The LGBTQ community has its own difficulties that it faces when trying to seek treatment here in America. Being gay or bisexual can make it difficult to openly talk to someone about your problems of addiction. Because it is not the social norm, some people are treated differently because they may be gay or bisexual. This can also be difficult because someone that is part of this community also has a cultural background. Someone that is gay and African American faces more than one cultural influence. Addiction treatment for these individuals can be more difficult to understand because their ethnic culture may be more important than their sexual identity culture or vice versa. When it comes to therapy, it is important for "counselors should keep in mind how the client's culture views LGBT individuals and the effect this viewpoint has on the client." (Skinstad, p. 10). Additionally, understanding that the support system of the patient could be lacking because of their family's beliefs or feelings surrounding their sexual orientation.

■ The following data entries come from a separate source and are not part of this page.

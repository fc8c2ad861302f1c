//! Configuration types for a simulation world.
//!
//! This module provides the knobs that control how a world steps: gravity,
//! sleeping, quaternion renormalization, which broadphase and solver to use,
//! and the default contact parameters.

use crate::math::Vec3;
use crate::{Result, RigidError};

#[cfg(feature = "serde")]
use serde::{Deserialize, Serialize};

/// Standard gravitational acceleration used by the presets (m/s²).
pub const STANDARD_GRAVITY: f64 = 9.82;

/// Main configuration for a world.
#[derive(Debug, Clone, PartialEq)]
#[cfg_attr(feature = "serde", derive(Serialize, Deserialize))]
pub struct WorldConfig {
    /// Gravitational acceleration applied to every dynamic body.
    pub gravity: Vec3,
    /// Whether bodies may fall asleep.
    pub allow_sleep: bool,
    /// Renormalize orientations every `quat_normalize_skip + 1` steps.
    pub quat_normalize_skip: u32,
    /// Use the one-step approximate renormalization.
    pub quat_normalize_fast: bool,
    /// Average same-pair contacts into a single friction pair.
    pub friction_reduction: bool,
    /// Broadphase selection.
    pub broadphase: BroadphaseConfig,
    /// Solver selection.
    pub solver: SolverConfig,
    /// Parameters of the default contact material.
    pub contact: ContactDefaults,
    /// Maximum fixed substeps per call to the interpolating step.
    pub max_substeps: u32,
    /// Pre-test broadphase pairs with AABBs instead of bounding spheres.
    pub use_bounding_boxes: bool,
}

impl Default for WorldConfig {
    fn default() -> Self {
        Self {
            gravity: Vec3::zeros(),
            allow_sleep: false,
            quat_normalize_skip: 0,
            quat_normalize_fast: false,
            friction_reduction: false,
            broadphase: BroadphaseConfig::default(),
            solver: SolverConfig::default(),
            contact: ContactDefaults::default(),
            max_substeps: 10,
            use_bounding_boxes: false,
        }
    }
}

impl WorldConfig {
    /// Earth gravity along -Y with sleeping enabled.
    #[must_use]
    pub fn earth() -> Self {
        Self {
            gravity: Vec3::new(0.0, -STANDARD_GRAVITY, 0.0),
            allow_sleep: true,
            ..Default::default()
        }
    }

    /// Cheap settings for large scenes: SAP, fewer iterations, fast
    /// renormalization every other step.
    #[must_use]
    pub fn fast() -> Self {
        Self {
            gravity: Vec3::new(0.0, -STANDARD_GRAVITY, 0.0),
            allow_sleep: true,
            quat_normalize_skip: 1,
            quat_normalize_fast: true,
            friction_reduction: true,
            broadphase: BroadphaseConfig::SweepAndPrune { axis: None },
            solver: SolverConfig::fast(),
            ..Default::default()
        }
    }

    /// Accurate settings: more iterations, tighter tolerance, exact
    /// renormalization every step.
    #[must_use]
    pub fn high_accuracy() -> Self {
        Self {
            gravity: Vec3::new(0.0, -STANDARD_GRAVITY, 0.0),
            solver: SolverConfig::high_accuracy(),
            ..Default::default()
        }
    }

    /// Set the gravity vector.
    #[must_use]
    pub fn with_gravity(mut self, gravity: Vec3) -> Self {
        self.gravity = gravity;
        self
    }

    /// Enable or disable sleeping.
    #[must_use]
    pub fn with_sleep(mut self, allow_sleep: bool) -> Self {
        self.allow_sleep = allow_sleep;
        self
    }

    /// Set the broadphase.
    #[must_use]
    pub fn with_broadphase(mut self, broadphase: BroadphaseConfig) -> Self {
        self.broadphase = broadphase;
        self
    }

    /// Set the solver configuration.
    #[must_use]
    pub fn with_solver(mut self, solver: SolverConfig) -> Self {
        self.solver = solver;
        self
    }

    /// Enable or disable friction reduction.
    #[must_use]
    pub fn with_friction_reduction(mut self, enabled: bool) -> Self {
        self.friction_reduction = enabled;
        self
    }

    /// Set the quaternion renormalization policy.
    #[must_use]
    pub fn with_quat_normalization(mut self, skip: u32, fast: bool) -> Self {
        self.quat_normalize_skip = skip;
        self.quat_normalize_fast = fast;
        self
    }

    /// Pre-test broadphase pairs with AABBs instead of bounding spheres.
    #[must_use]
    pub fn with_bounding_boxes(mut self, enabled: bool) -> Self {
        self.use_bounding_boxes = enabled;
        self
    }

    /// Set the default contact parameters.
    #[must_use]
    pub fn with_contact(mut self, contact: ContactDefaults) -> Self {
        self.contact = contact;
        self
    }

    /// Validate the configuration.
    pub fn validate(&self) -> Result<()> {
        if !self.gravity.iter().all(|g| g.is_finite()) {
            return Err(RigidError::invalid_config("gravity must be finite"));
        }
        if self.max_substeps == 0 {
            return Err(RigidError::invalid_config("max_substeps must be at least 1"));
        }
        self.broadphase.validate()?;
        self.solver.validate()?;
        self.contact.validate()?;
        Ok(())
    }
}

/// Coordinate axis.
#[derive(Debug, Clone, Copy, PartialEq, Eq, Hash)]
#[cfg_attr(feature = "serde", derive(Serialize, Deserialize))]
pub enum Axis {
    /// X axis.
    X,
    /// Y axis.
    Y,
    /// Z axis.
    Z,
}

impl Axis {
    /// Get all three axes.
    #[must_use]
    pub const fn all() -> [Self; 3] {
        [Self::X, Self::Y, Self::Z]
    }

    /// Component index into a vector.
    #[must_use]
    pub const fn index(self) -> usize {
        match self {
            Self::X => 0,
            Self::Y => 1,
            Self::Z => 2,
        }
    }
}

/// Which broadphase algorithm a world uses.
#[derive(Debug, Clone, PartialEq, Default)]
#[cfg_attr(feature = "serde", derive(Serialize, Deserialize))]
pub enum BroadphaseConfig {
    /// Test every pair.
    #[default]
    Naive,
    /// Sweep-and-prune along one axis; `None` picks the axis of largest
    /// positional variance each step.
    SweepAndPrune {
        /// Fixed sweep axis.
        axis: Option<Axis>,
    },
    /// Uniform bin grid over a fixed region.
    Grid {
        /// Minimum corner of the gridded region.
        min: Vec3,
        /// Maximum corner of the gridded region.
        max: Vec3,
        /// Bins along X.
        nx: usize,
        /// Bins along Y.
        ny: usize,
        /// Bins along Z.
        nz: usize,
    },
}

impl BroadphaseConfig {
    /// A 10x10x10 grid over the cube `[-100, 100]³`.
    #[must_use]
    pub fn default_grid() -> Self {
        Self::Grid {
            min: Vec3::repeat(-100.0),
            max: Vec3::repeat(100.0),
            nx: 10,
            ny: 10,
            nz: 10,
        }
    }

    /// Validate the configuration.
    pub fn validate(&self) -> Result<()> {
        if let Self::Grid {
            min,
            max,
            nx,
            ny,
            nz,
        } = self
        {
            if *nx == 0 || *ny == 0 || *nz == 0 {
                return Err(RigidError::invalid_config(
                    "grid broadphase needs at least one bin along each axis",
                ));
            }
            if !(max.x > min.x && max.y > min.y && max.z > min.z) {
                return Err(RigidError::invalid_config(
                    "grid broadphase region must have positive size",
                ));
            }
        }
        Ok(())
    }
}

/// Configuration for the constraint solver.
#[derive(Debug, Clone, PartialEq)]
#[cfg_attr(feature = "serde", derive(Serialize, Deserialize))]
pub struct SolverConfig {
    /// Maximum Gauss-Seidel sweeps per step.
    pub iterations: usize,
    /// Stop once the summed absolute impulse change falls below this.
    pub tolerance: f64,
    /// Partition into islands and solve each independently.
    pub split_islands: bool,
}

impl Default for SolverConfig {
    fn default() -> Self {
        Self {
            iterations: 10,
            tolerance: 1e-7,
            split_islands: false,
        }
    }
}

impl SolverConfig {
    /// Create a high-accuracy solver configuration.
    #[must_use]
    pub fn high_accuracy() -> Self {
        Self {
            iterations: 40,
            tolerance: 1e-10,
            split_islands: false,
        }
    }

    /// Create a fast solver configuration.
    #[must_use]
    pub fn fast() -> Self {
        Self {
            iterations: 5,
            tolerance: 1e-5,
            split_islands: true,
        }
    }

    /// Set the iteration cap.
    #[must_use]
    pub fn with_iterations(mut self, iterations: usize) -> Self {
        self.iterations = iterations;
        self
    }

    /// Set the convergence tolerance.
    #[must_use]
    pub fn with_tolerance(mut self, tolerance: f64) -> Self {
        self.tolerance = tolerance;
        self
    }

    /// Enable island splitting.
    #[must_use]
    pub fn split(mut self) -> Self {
        self.split_islands = true;
        self
    }

    /// Validate the configuration.
    pub fn validate(&self) -> Result<()> {
        if self.iterations == 0 {
            return Err(RigidError::invalid_config(
                "solver iterations must be at least 1",
            ));
        }
        if !self.tolerance.is_finite() || self.tolerance < 0.0 {
            return Err(RigidError::invalid_config(
                "solver tolerance must be finite and non-negative",
            ));
        }
        Ok(())
    }
}

/// Parameters of the world's default contact material.
#[derive(Debug, Clone, Copy, PartialEq)]
#[cfg_attr(feature = "serde", derive(Serialize, Deserialize))]
pub struct ContactDefaults {
    /// Default friction coefficient.
    pub friction: f64,
    /// Default restitution.
    pub restitution: f64,
    /// SPOOK stiffness of contact equations.
    pub contact_stiffness: f64,
    /// SPOOK relaxation of contact equations.
    pub contact_relaxation: f64,
    /// SPOOK stiffness of friction equations.
    pub friction_stiffness: f64,
    /// SPOOK relaxation of friction equations.
    pub friction_relaxation: f64,
}

impl Default for ContactDefaults {
    fn default() -> Self {
        Self {
            friction: 0.3,
            restitution: 0.0,
            contact_stiffness: 1e7,
            contact_relaxation: 3.0,
            friction_stiffness: 1e7,
            friction_relaxation: 3.0,
        }
    }
}

impl ContactDefaults {
    /// Validate the parameters.
    pub fn validate(&self) -> Result<()> {
        if !self.friction.is_finite() || self.friction < 0.0 {
            return Err(RigidError::invalid_config(
                "default friction must be finite and non-negative",
            ));
        }
        if !self.restitution.is_finite() || self.restitution < 0.0 {
            return Err(RigidError::invalid_config(
                "default restitution must be finite and non-negative",
            ));
        }
        if self.contact_stiffness <= 0.0
            || self.contact_relaxation <= 0.0
            || self.friction_stiffness <= 0.0
            || self.friction_relaxation <= 0.0
        {
            return Err(RigidError::invalid_config(
                "SPOOK stiffness and relaxation must be positive",
            ));
        }
        Ok(())
    }
}
#[cfg(test)]
#[allow(clippy::unwrap_used, clippy::expect_used, clippy::float_cmp)]
mod tests {
    use super::*;
    use approx::assert_relative_eq;

    fn cast(ray: &Ray, bodies: &[Body]) -> RaycastResult {
        let mut result = RaycastResult::new();
        let all: Vec<usize> = (0..bodies.len()).collect();
        ray.intersect_bodies(bodies, &all, &mut result, |_| {});
        result
    }

    fn at(shape: Shape, position: Vec3) -> Body {
        Body::fixed().with_shape(shape).with_position(position)
    }

    fn down_z(x: f64, y: f64) -> Ray {
        Ray::new(Vec3::new(x, y, 10.0), Vec3::new(x, y, -10.0))
    }

    #[test]
    fn test_sphere_closest_is_entry_point() {
        let bodies = vec![at(Shape::sphere(1.0).unwrap(), Vec3::zeros())];
        let result = cast(&down_z(0.0, 0.0), &bodies);
        assert!(result.has_hit);
        assert_relative_eq!(result.hit_point_world, Vec3::z(), epsilon = 1e-12);
        assert_relative_eq!(result.hit_normal_world, Vec3::z(), epsilon = 1e-12);
        assert_relative_eq!(result.distance, 9.0, epsilon = 1e-12);
        assert_eq!(result.body, Some(bodies[0].id()));
    }

    #[test]
    fn test_sphere_all_reports_both_crossings() {
        let bodies = vec![at(Shape::sphere(1.0).unwrap(), Vec3::zeros())];
        let ray = down_z(0.0, 0.0).with_mode(RayMode::All);
        let mut points = Vec::new();
        let mut result = RaycastResult::new();
        ray.intersect_bodies(&bodies, &[0], &mut result, |r| points.push(r.hit_point_world.z));
        assert_eq!(points.len(), 2);
        assert_relative_eq!(points[0], 1.0, epsilon = 1e-12);
        assert_relative_eq!(points[1], -1.0, epsilon = 1e-12);

        let front_only = down_z(0.0, 0.0)
            .with_mode(RayMode::All)
            .with_skip_backfaces(true);
        let mut count = 0;
        front_only.intersect_bodies(&bodies, &[0], &mut result, |_| count += 1);
        assert_eq!(count, 1);
    }

    #[test]
    fn test_ray_stops_short_of_sphere() {
        let bodies = vec![at(Shape::sphere(1.0).unwrap(), Vec3::zeros())];
        let ray = Ray::new(Vec3::new(0.0, 0.0, 10.0), Vec3::new(0.0, 0.0, 2.0));
        assert!(!cast(&ray, &bodies).has_hit);
    }

    #[test]
    fn test_plane_hit_and_backface() {
        let bodies = vec![at(Shape::plane(), Vec3::zeros())];
        let result = cast(&down_z(3.0, -2.0), &bodies);
        assert!(result.has_hit);
        assert_relative_eq!(result.hit_point_world, Vec3::new(3.0, -2.0, 0.0), epsilon = 1e-12);

        let upward = Ray::new(Vec3::new(0.0, 0.0, -1.0), Vec3::new(0.0, 0.0, 1.0))
            .with_skip_backfaces(true);
        assert!(!cast(&upward, &bodies).has_hit);

        let parallel = Ray::new(Vec3::new(0.0, 0.0, 1.0), Vec3::new(5.0, 0.0, 1.0));
        assert!(!cast(&parallel, &bodies).has_hit);
    }

    #[test]
    fn test_box_top_face() {
        let bodies = vec![at(Shape::cuboid(Vec3::new(1.0, 2.0, 0.5)).unwrap(), Vec3::new(0.0, 0.0, 1.0))];
        let result = cast(&down_z(0.5, 1.5), &bodies);
        assert!(result.has_hit);
        assert_relative_eq!(result.hit_point_world, Vec3::new(0.5, 1.5, 1.5), epsilon = 1e-12);
        assert_relative_eq!(result.hit_normal_world, Vec3::z(), epsilon = 1e-12);
        assert!(result.hit_face_index.is_some());

        assert!(!cast(&down_z(1.5, 0.0), &bodies).has_hit);
    }

    #[test]
    fn test_closest_picks_nearer_body() {
        let bodies = vec![
            at(Shape::sphere(0.5).unwrap(), Vec3::new(0.0, 0.0, -3.0)),
            at(Shape::sphere(0.5).unwrap(), Vec3::new(0.0, 0.0, 3.0)),
        ];
        let result = cast(&down_z(0.0, 0.0), &bodies);
        assert_eq!(result.body, Some(bodies[1].id()));
        assert_relative_eq!(result.hit_point_world.z, 3.5, epsilon = 1e-12);
    }

    #[test]
    fn test_any_stops_at_first_hit() {
        let bodies = vec![
            at(Shape::sphere(0.5).unwrap(), Vec3::new(0.0, 0.0, -3.0)),
            at(Shape::sphere(0.5).unwrap(), Vec3::new(0.0, 0.0, 3.0)),
        ];
        let ray = down_z(0.0, 0.0).with_mode(RayMode::Any);
        let result = cast(&ray, &bodies);
        assert!(result.has_hit);
        assert!(result.should_stop);
        assert_eq!(result.body, Some(bodies[0].id()));
    }

    #[test]
    fn test_abort_from_callback() {
        let bodies = vec![
            at(Shape::sphere(0.5).unwrap(), Vec3::new(0.0, 0.0, -3.0)),
            at(Shape::sphere(0.5).unwrap(), Vec3::new(0.0, 0.0, 3.0)),
        ];
        let ray = down_z(0.0, 0.0).with_mode(RayMode::All);
        let mut calls = 0;
        let mut result = RaycastResult::new();
        ray.intersect_bodies(&bodies, &[0, 1], &mut result, |r| {
            calls += 1;
            r.abort();
        });
        assert_eq!(calls, 1);
    }

    #[test]
    fn test_filters_and_response() {
        let ghost = at(Shape::sphere(1.0).unwrap(), Vec3::zeros()).with_collision_response(false);
        assert!(!cast(&down_z(0.0, 0.0), &[ghost.clone()]).has_hit);
        let ray = down_z(0.0, 0.0).with_check_collision_response(false);
        assert!(cast(&ray, &[ghost]).has_hit);

        let grouped = at(Shape::sphere(1.0).unwrap(), Vec3::zeros()).with_collision_filter(2, u32::MAX);
        let ray = down_z(0.0, 0.0).with_collision_filter(1, 1);
        assert!(!cast(&ray, &[grouped]).has_hit);
    }

    #[test]
    fn test_heightfield_surface() {
        let field = Shape::heightfield(vec![vec![1.0; 4]; 4], 1.0).unwrap();
        let bodies = vec![at(field, Vec3::zeros())];
        let result = cast(&down_z(1.3, 1.6), &bodies);
        assert!(result.has_hit);
        assert_relative_eq!(result.hit_point_world, Vec3::new(1.3, 1.6, 1.0), epsilon = 1e-9);
        assert_relative_eq!(result.hit_normal_world, Vec3::z(), epsilon = 1e-9);

        assert!(!cast(&down_z(7.0, 7.0), &bodies).has_hit);
    }

    #[test]
    fn test_trimesh_triangle() {
        let mesh = Shape::trimesh(
            vec![
                Vec3::new(-1.0, -1.0, 0.0),
                Vec3::new(1.0, -1.0, 0.0),
                Vec3::new(0.0, 1.0, 0.0),
            ],
            vec![[0, 1, 2]],
        )
        .unwrap();
        let bodies = vec![at(mesh, Vec3::new(0.0, 0.0, 2.0))];
        let result = cast(&down_z(0.0, 0.0), &bodies);
        assert!(result.has_hit);
        assert_relative_eq!(result.hit_point_world, Vec3::new(0.0, 0.0, 2.0), epsilon = 1e-12);
        assert_eq!(result.hit_face_index, Some(0));

        assert!(!cast(&down_z(0.9, 0.9), &bodies).has_hit);
    }

    #[test]
    fn test_particle_is_never_hit() {
        let bodies = vec![at(Shape::particle(), Vec3::zeros())];
        assert!(!cast(&down_z(0.0, 0.0), &bodies).has_hit);
    }
}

Substance abuse treatment in the United States has a 30% success rate, focusing on the individualized culture of each patient is critical in success. If the patient does not feel that the thought process behind their treatment plan is for them, then they will not stick with it. If their culture is opposed to medication as a form of treatment and that is part of their plan, then they will not commit to the program. If their family does not believe in alcoholism and offers them a drink at social gatherings and their therapist has not provided them the tools to abstain, then they will relapse. As demonstrated in the above examples for Native American, Latino, African American and the LGBTQ cultures are all very different and an understanding of each of their perspectives is important to be successful in treating a patient for substance abuse. The cultural background of someone suffering from substance abuse affects how he or she will respond to addiction treatment in the United States.
Abbott, Patrick. "Culture and Substance Abuse: Impact of Culture Affects Approach to Treatment." Psychiatric Times, 1 Jan. 2008
Alvarez, Josefina et al. "Substance abuse prevalence and treatment among Latinos and Latinas." Journal of ethnicity in substance abuse vol. 6,2 (2007): 115-41.
Bowser, Benjamin P., and Rafiq Bilal. "Drug Treatment Effectiveness: African-American Culture in Recovery." Journal of psychoactive drugs 33.4 (2001): 391-402. ProQuest. 17 Oct. 2020
Skinstad, Anne Helene. "LGBT Cultural Competency Challenges Are Many and Complex." RESOURCE LINKS, vol. 7, no. 2, 2008, p. 10.
Upsher, Curtis. "Cultural Competency and Its Impact on Addiction Treatment and Recovery." Resource Links, vol. 7, no. 2, 2008, pp. 1-4.